Ophtalmologie. Les bêtabloquants diminuent la sécrétion de l’humeur aqueuse donc réduisent la tension oculaire en cas de glaucome à angle ouvert. Ils sont prescrits sous forme de collyres en première intention : bétaxolol (Betoptic), cartéolol (Cartéol, Cartéol LP), lévobunolol (Bétagan), timolol (Geltim, Ophtim, Timabak, Timocomod, Timoptol). Ces derniers peuvent entraîner les effets indésirables des bêtabloquants oraux et ont donc leurs contre-indications.

Autres. Certains bêtabloquants sont indiqués dans le traitement de fond de la migraine (métoprolol, propranolol), dans les symptômes associés aux hyperthyroïdies (tachycardie, tremblement) ainsi que dans d’autres indications plus marginales (tremblements essentiels…).
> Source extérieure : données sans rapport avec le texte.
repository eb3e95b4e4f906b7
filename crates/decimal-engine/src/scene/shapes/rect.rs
use crate::coords::Rect;
use crate::paint::Color;
use crate::scene::{DrawCmd, DrawList, ZIndex};

use super::Stroke;

/// Axis-aligned, optionally rounded rectangle.
#[derive(Debug, Clone, PartialEq)]
pub struct RectCmd {
    pub rect: Rect,
    pub corner_radius: f32,
    pub fill: Color,
    pub stroke: Option<Stroke>,
}

impl DrawList {
    /// Records a rectangle. `corner_radius = 0.0` gives sharp corners.
    #[inline]
    pub fn push_rect(&mut self, z: ZIndex, rect: Rect, corner_radius: f32, fill: Color, stroke: Option<Stroke>) {
        self.push(z, DrawCmd::Rect(RectCmd { rect, corner_radius, fill, stroke }));
    }
}
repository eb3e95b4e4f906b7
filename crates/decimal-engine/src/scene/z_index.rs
/// Z-ordering key for draw items.
///
/// Higher values appear on top of lower values.
#[derive(Debug, Copy, Clone, Eq, PartialEq, Ord, PartialOrd, Hash, Default)]
pub struct ZIndex(pub i32);

impl ZIndex {
    #[inline]
    pub const fn new(v: i32) -> Self {
        Self(v)
    }
}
Le propranolol s’utilise dans les manifestations fonctionnelles cardiaques à type de tachycardie et de palpitations au cours de situations émotionnelles transitoires (trac).

Sources : Adrenoreceptor pharmacology, Robinson E. & Hudson A. (2000) Tocris Reviews n° 8 ; Atlas de pharmacologie, Lüllmann H., Mohr K. Hein L. (2010), Flammarion ; Pharmacologie : des cibles vers l’indication thérapeutique, Landry Y., Gies J.-P. (2009), Dunod., Kester M., Karpa K.D., Vrana K.E. (2011) Elsevier’s integrated review pharmacology, Saunders.

IATROGÉNIE ET RÉCEPTEURS BÊTA-ADRÉNERGIQUES

Bêtamimétiques. Des effets traduisant le passage systémique des bronchodilatateurs inhalés peuvent parfois s’observer : tremblements des extrémités, crampes, tachycardie, nausées, céphalées, troubles du sommeil. Hypokaliémie et/ou dysglycémie restent exceptionnelles. Les éventuelles réactions locales suivant l’administration (toux, enrouement) sont limitées par un rinçage de la bouche après chaque usage.

Bêtabloquants (même en collyre). Les bêtabloquants réduisent les capacités physiques à l’effort (asthénie) et augmentent le délai de récupération après effort (en début de traitement notamment, les efforts physiques peuvent sembler difficiles). Ils masquent les symptômes d’hypoglycémie chez le diabétique (tachycardie, tremblements). Ils peuvent être à l’origine d’un syndrome de Raynaud, de troubles de l’humeur et du sommeil (insomnies, cauchemars, qui peuvent être réduits en utilisant une molécule hydrosoluble : aténolol, nadolol, sotalol), de troubles digestifs (nausées, diarrhées), de troubles de l’érection. Il ne faut jamais suspendre brutalement un traitement par bêtabloquant (effet « rebond » avec risque de troubles du rythme sévères).